BRIEF
Which lines in the listing below contain "crate"? Copy each of them.

..........

use crate::error::{RecommenderError, Result};
use crate::models::{Feedback, Recommendation, Verdict};
use chrono::Utc;
use dashmap::DashMap;
use parking_lot::Mutex;
use std::collections::VecDeque;
use tracing::info;
use uuid::Uuid;

pub const DEFAULT_ISSUED_CAPACITY: usize = 10_000;

/// Attaches `verdict` to `recommendation`. A recommendation takes at most one
/// verdict; a second call fails and leaves the first untouched.
pub fn rate(recommendation: &mut Recommendation, verdict: Verdict) -> Result<Feedback> {
    if let Some(existing) = &recommendation.feedback {
        return Err(RecommenderError::invalid_input(format!(
            "recommendation {} was already rated {}",
            recommendation.id, existing.verdict
        )));
    }

    let feedback = Feedback {
        verdict,
        created_at: Utc::now(),
    };
    recommendation.feedback = Some(feedback.clone());
    Ok(feedback)
}

/// Issued recommendations awaiting feedback, standing in for the external
/// recommendation store. Beyond `capacity` the oldest entries are evicted.
#[derive(Debug)]
pub struct FeedbackRecorder {
    issued: DashMap<Uuid, Recommendation>,
    order: Mutex<VecDeque<Uuid>>,
    capacity: usize,
}

impl Default for FeedbackRecorder {
    fn default() -> Self {
        Self::with_capacity(DEFAULT_ISSUED_CAPACITY)
    }
}

impl FeedbackRecorder {
    pub fn new() -> Self {
        Self::default()
    }

    pub fn with_capacity(capacity: usize) -> Self {
        Self {
            issued: DashMap::new(),
            order: Mutex::new(VecDeque::new()),
            capacity: capacity.max(1),
        }
    }

    pub fn register(&self, recommendations: &[Recommendation]) {
        let mut order = self.order.lock();
        for recommendation in recommendations {
            if self
                .issued
                .insert(recommendation.id, recommendation.clone())
                .is_none()
            {
                order.push_back(recommendation.id);
            }
        }

        while order.len() > self.capacity {
            if let Some(oldest) = order.pop_front() {
                self.issued.remove(&oldest);
            }
        }
    }

    pub fn len(&self) -> usize {
        self.issued.len()
    }

    pub fn is_empty(&self) -> bool {
        self.issued.is_empty()
    }

    pub fn get(&self, id: &Uuid) -> Option<Recommendation> {
        self.issued.get(id).map(|entry| entry.value().clone())
    }

    /// Parses `verdict` and records it against the issued recommendation `id`.
    pub fn record_feedback(&self, id: Uuid, verdict: &str) -> Result<Feedback> {
        let verdict: Verdict = verdict.parse()?;
        let mut entry = self
            .issued
            .get_mut(&id)
            .ok_or_else(|| RecommenderError::NotFound(format!("recommendation {}", id)))?;

        let feedback = rate(entry.value_mut(), verdict)?;
        info!("Recorded {} feedback for recommendation {}", verdict, id);
        Ok(feedback)
    }
}

#[cfg(test)]
mod tests {
    use super::*;
    use crate::models::CatalogItem;
    use crate::utils::today;

    fn recommendation() -> Recommendation {
        Recommendation {
            id: Uuid::new_v4(),
            scope: "uni".to_string(),
            member_id: "s1".to_string(),
            item: CatalogItem::new("c2", "Statistics 2"),
            predicted_score: 5.0,
            confidence: 0.25,
            generated_on: today(),
            feedback: None,
        }
    }

    #[test]
    fn test_rate_once() {
        let mut rec = recommendation();
        let first = rate(&mut rec, Verdict::Helpful).unwrap();

        assert!(matches!(
            rate(&mut rec, Verdict::NotHelpful),
            Err(RecommenderError::InvalidInput(_))
        ));
        assert_eq!(rec.feedback, Some(first));
    }

    #[test]
    fn test_record_feedback_by_id() {
        let recorder = FeedbackRecorder::new();
        let rec = recommendation();
        recorder.register(std::slice::from_ref(&rec));

        let feedback = recorder.record_feedback(rec.id, "not helpful").unwrap();
        assert_eq!(feedback.verdict, Verdict::NotHelpful);
        assert!(recorder.record_feedback(rec.id, "helpful").is_err());
        assert_eq!(
            recorder.get(&rec.id).unwrap().feedback.unwrap().verdict,
            Verdict::NotHelpful
        );
    }

    #[test]
    fn test_invalid_verdict_leaves_no_feedback() {
        let recorder = FeedbackRecorder::new();
        let rec = recommendation();
        recorder.register(std::slice::from_ref(&rec));

        assert!(matches!(
            recorder.record_feedback(rec.id, "awesome"),
            Err(RecommenderError::InvalidInput(_))
        ));
        assert!(recorder.get(&rec.id).unwrap().feedback.is_none());
    }

    #[test]
    fn test_oldest_recommendations_are_evicted() {
        let recorder = FeedbackRecorder::with_capacity(2);
        let recs: Vec<Recommendation> = (0..3).map(|_| recommendation()).collect();
        recorder.register(&recs[..1]);
        recorder.register(&recs[1..]);

        assert_eq!(recorder.len(), 2);
        assert!(recorder.get(&recs[0].id).is_none());
        assert!(matches!(
            recorder.record_feedback(recs[0].id, "helpful"),
            Err(RecommenderError::NotFound(_))
        ));
        assert!(recorder.record_feedback(recs[2].id, "helpful").is_ok());
    }

    #[test]
    fn test_registering_twice_does_not_duplicate() {
        let recorder = FeedbackRecorder::with_capacity(2);
        let rec = recommendation();
        recorder.register(std::slice::from_ref(&rec));
        recorder.register(std::slice::from_ref(&rec));
        recorder.register(&[recommendation()]);

        assert_eq!(recorder.len(), 2);
        assert!(recorder.get(&rec.id).is_some());
    }

    #[test]
    fn test_unknown_recommendation() {
        let recorder = FeedbackRecorder::new();
        assert!(matches!(
            recorder.record_feedback(Uuid::new_v4(), "helpful"),
            Err(RecommenderError::NotFound(_))
        ));
    }
}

..........

ANSWER
use crate::error::{RecommenderError, Result};
use crate::models::{Feedback, Recommendation, Verdict};
    use crate::models::CatalogItem;
    use crate::utils::today;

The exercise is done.